La manière de donner la nourriture se doit aussi de recréer la situation dans la nature. La nourriture doit être au maximum disséminée et cachée dans la cage afin que l’animal la cherche et passe du temps à la trouver. Les aliments doivent être donner dans la forme dans laquelle ils se trouvent dans la nature (les fruits doivent être entiers par exemple). L’exemple de la banane reflète bien l’idée générale : lorsque l’on doit donner des bananes à un animal arboricole, l’idéal est de suspendre un régime entier de banane de manière permanente. Les mettre lorsqu’elles ne sont pas mûres peut être une idée pour apprendre à l’animal le bon moment pour la manger. Bien sûr, nous parlons ici d’un idéal, il faut aussi savoir adapter nos pratiques afin d’éviter le gaspillage alimentaire.

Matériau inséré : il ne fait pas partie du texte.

fn lock_is_stale(path: &Path, stale_after: Duration) -> bool {
    fs::metadata(path)
        .and_then(|m| m.modified())
        .ok()
        .and_then(|modified| SystemTime::now().duration_since(modified).ok())
        .is_some_and(|age| age >= stale_after)
}

#[cfg(test)]
mod tests {
    use super::*;
    use std::sync::{Arc, Barrier};

    fn obs(day: u32, temp: f64) -> Observation {
        let mut o = Observation::empty(NaiveDate::from_ymd_opt(2024, 3, day).unwrap());
        o.avg_temp = Some(temp);
        o.min_temp = Some(temp - 5.0);
        o.max_temp = Some(temp + 5.0);
        o.precipitation = Some(0.0);
        o.wind_speed = Some(10.0);
        o
    }

    fn store_in(dir: &Path) -> ObservationStore {
        ObservationStore::new(dir.join("raw.csv"), dir.join("raw.lock"))
    }

    #[test]
    fn merge_sorts_and_deduplicates() {
        let existing = vec![obs(3, 20.0), obs(1, 18.0)];
        let incoming = vec![obs(2, 19.0), obs(3, 25.0)];

        let merged = merge(&existing, &incoming);

        let days: Vec<u32> = merged.iter().map(|o| chrono::Datelike::day(&o.timestamp)).collect();
        assert_eq!(days, vec![1, 2, 3]);
        // Incoming row wins on conflict
        assert_eq!(merged[2].avg_temp, Some(25.0));
    }

    #[test]
    fn merge_is_idempotent() {
        let store = vec![obs(1, 18.0), obs(2, 19.0)];
        let delta = vec![obs(2, 30.0), obs(3, 21.0)];

        let once = merge(&store, &delta);
        let twice = merge(&store, &once);
        assert_eq!(once, twice);

        let again = merge(&once, &delta);
        assert_eq!(once, again);
    }

    #[test]
    fn later_row_in_same_upload_wins() {
        let merged = merge(&[], &[obs(1, 10.0), obs(1, 11.0)]);
        assert_eq!(merged.len(), 1);
        assert_eq!(merged[0].avg_temp, Some(11.0));
    }

    #[test]
    fn missing_store_loads_empty() {
        let dir = tempfile::tempdir().unwrap();
        assert!(store_in(dir.path()).load().unwrap().is_empty());
    }

    #[test]
    fn upsert_persists_and_reports_counts() {
        let dir = tempfile::tempdir().unwrap();
        let store = store_in(dir.path());

        let first = store.upsert(&[obs(1, 18.0), obs(2, 19.0)]).unwrap();
        assert_eq!(first.added, 2);
        assert_eq!(first.replaced, 0);
        assert_eq!(first.total, 2);

        let second = store.upsert(&[obs(2, 22.0), obs(3, 20.0)]).unwrap();
        assert_eq!(second.added, 1);
        assert_eq!(second.replaced, 1);
        assert_eq!(second.total, 3);

        let loaded = store.load().unwrap();
        assert_eq!(loaded.len(), 3);
        assert_eq!(loaded[1].avg_temp, Some(22.0));
        assert!(!dir.path().join("raw.lock").exists());
    }

    #[test]
    fn repeated_upload_does_not_duplicate_rows() {
        let dir = tempfile::tempdir().unwrap();
        let store = store_in(dir.path());
        let delta = vec![obs(1, 18.0), obs(2, 19.0)];

        store.upsert(&delta).unwrap();
        let outcome = store.upsert(&delta).unwrap();

        assert_eq!(outcome.added, 0);
        assert_eq!(store.load().unwrap().len(), 2);
    }

    #[test]
    fn held_lock_times_out_other_writers() {
        let dir = tempfile::tempdir().unwrap();
        let lock_path = dir.path().join("raw.lock");
        let _held =
            StoreLock::acquire(&lock_path, Duration::from_secs(1), Duration::from_secs(600)).unwrap();

        let store = store_in(dir.path())
            .with_lock_timing(Duration::from_millis(100), Duration::from_secs(600));
        let err = store.upsert(&[obs(1, 18.0)]).unwrap_err();
        assert!(matches!(err, DataError::StoreLocked { .. }));
        assert!(!store.exists());
    }

    #[test]
    fn stale_lock_is_broken() {
        let dir = tempfile::tempdir().unwrap();
        fs::write(dir.path().join("raw.lock"), "999999").unwrap();

        let store =
            store_in(dir.path()).with_lock_timing(Duration::from_millis(100), Duration::ZERO);
        store.upsert(&[obs(1, 18.0)]).unwrap();
        assert_eq!(store.load().unwrap().len(), 1);
    }

    #[test]
    fn concurrent_writers_never_lose_rows() {
        let dir = tempfile::tempdir().unwrap();
        let store = Arc::new(store_in(dir.path()));
        let barrier = Arc::new(Barrier::new(4));

        let handles: Vec<_> = (0..4u32)
            .map(|i| {
                let store = Arc::clone(&store);
                let barrier = Arc::clone(&barrier);
                thread::spawn(move || {
                    barrier.wait();
                    store.upsert(&[obs(i + 1, 10.0 + i as f64)]).unwrap();
                })
            })
            .collect();
        for h in handles {
            h.join().unwrap();
        }

        assert_eq!(store.load().unwrap().len(), 4);
    }

    #[test]
    fn writers_racing_a_stale_lock_never_overlap() {
        let dir = tempfile::tempdir().unwrap();
        let lock_path = dir.path().join("raw.lock");
        fs::write(&lock_path, "dead-writer").unwrap();
        let an_hour_ago = SystemTime::now() - Duration::from_secs(3600);
        fs::File::options()
            .write(true)
            .open(&lock_path)
            .unwrap()
            .set_modified(an_hour_ago)
            .unwrap();

        let store = Arc::new(
            store_in(dir.path()).with_lock_timing(Duration::from_secs(20), Duration::from_secs(60)),
        );
        let writers = 6u32;
        let barrier = Arc::new(Barrier::new(writers as usize));
        let handles: Vec<_> = (0..writers)
            .map(|i| {
                let store = Arc::clone(&store);
                let barrier = Arc::clone(&barrier);
                thread::spawn(move || {
                    barrier.wait();
                    store.upsert(&[obs(i + 1, 10.0 + i as f64)]).unwrap();
                })
            })
            .collect();
        for h in handles {
            h.join().unwrap();
        }

        assert_eq!(store.load().unwrap().len(), writers as usize);
        assert!(!lock_path.exists());
        let leftovers: Vec<String> = fs::read_dir(dir.path())
            .unwrap()
            .filter_map(|e| e.ok())
            .map(|e| e.file_name().to_string_lossy().into_owned())
            .filter(|name| name.starts_with("raw.lock."))
            .collect();
        assert!(leftovers.is_empty(), "{leftovers:?}");
    }

    #[test]
    fn guard_leaves_a_lock_it_does_not_own() {
        let dir = tempfile::tempdir().unwrap();
        let lock_path = dir.path().join("raw.lock");
        let guard =
            StoreLock::acquire(&lock_path, Duration::from_secs(1), Duration::from_secs(600)).unwrap();
        assert_eq!(fs::read_to_string(&lock_path).unwrap(), guard.token());

        fs::write(&lock_path, "another-writer").unwrap();
        drop(guard);
        assert_eq!(fs::read_to_string(&lock_path).unwrap(), "another-writer");
    }

    #[test]
    fn fresh_lock_is_not_broken() {
        let dir = tempfile::tempdir().unwrap();
        let lock_path = dir.path().join("raw.lock");
        let held =
            StoreLock::acquire(&lock_path, Duration::from_secs(1), Duration::from_secs(600)).unwrap();

        let err = StoreLock::acquire(&lock_path, Duration::from_millis(80), Duration::from_secs(600))
            .unwrap_err();
        assert!(matches!(err, DataError::StoreLocked { .. }));
        assert_eq!(fs::read_to_string(&lock_path).unwrap(), held.token());
    }

    #[test]
    fn negative_values_never_reach_the_store() {
        let dir = tempfile::tempdir().unwrap();
        let store = store_in(dir.path());
        store.upsert(&[obs(1, 18.0)]).unwrap();

        let mut bad = obs(2, 19.0);
        bad.precipitation = Some(-1.0);
        let err = store.upsert(&[bad]).unwrap_err();

        assert!(matches!(err, DataError::Validation(_)));
        assert_eq!(store.load().unwrap().len(), 1);
        assert!(!dir.path().join("raw.lock").exists());
    }
}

Pour finir, ne pas donner la nourriture à heure fixe et ne pas donner tous les jours les mêmes proportions serait très intéressant mais malheureusement cela est difficile à mettre en pratique et nécessite un suivi important.

Si son environnement, son menu et sa manière de se nourrir sont au plus proche des conditions en milieu naturel, l’animal a toutes les chances de se sentir bien.

Voici quelques autres exemples d’enrichissement :

  • cacher de la nourriture sous un tas de feuilles,
  • cacher de la nourriture dans un trou recouvert par des bouts de bois ou des pierres,
  • mettre dans la cage de la terre comportant des vers de terre,
  • donner des insectes vivants,
  • lancer des petites croquettes partout dans la cage pour obliger l’animal à fouiller les moindres recoins,
  • dans le cas où l’espèce fait un nid, mettre les éléments qui le composent à divers endroits de la cage,
  • tracer un chemin odorant avec de la nourriture au bout,
  • mettre une touffe de poils d’un autre animal dans la cage,
  • changer la disposition des éléments de sa cage,
  • mettre des proies vivantes aux prédateurs…

Vous trouverez ci-dessous, deux exemples d’enrichissements.

 

Les enrichissements sont d’autant plus importants dans les centres de soin comme celui que nous voulons créer car certains animaux n’ont que très peu vécu dans la nature. De mauvaises habitudes (alimentaires ou comportementales) sont prises lors de leur détention illégale. Par exemple certains singes arrivent en centre de secours, habitués à manger des biscuits et à boire à la paille. Ceux capturés petits et mis dans une cage pour le trafic n’ont quasiment jamais côtoyé de comportements typiques de leur espèce. Dans ces cas là, il faudra avancer par petites étapes pour espérer arriver à un résultat. Il est important de garder en tête que certains animaux sont trop marqués et ne sont pas réceptifs aux tentatives d’enrichissements.

Libérer l’animal

Cette dernière étape fait partie de nos grands objectifs pour le refuge. Malheureusement cela n’est pas possible avec tous les individus. Mais nous détaillerons davantage cette étape dans un prochain article, le mois prochain.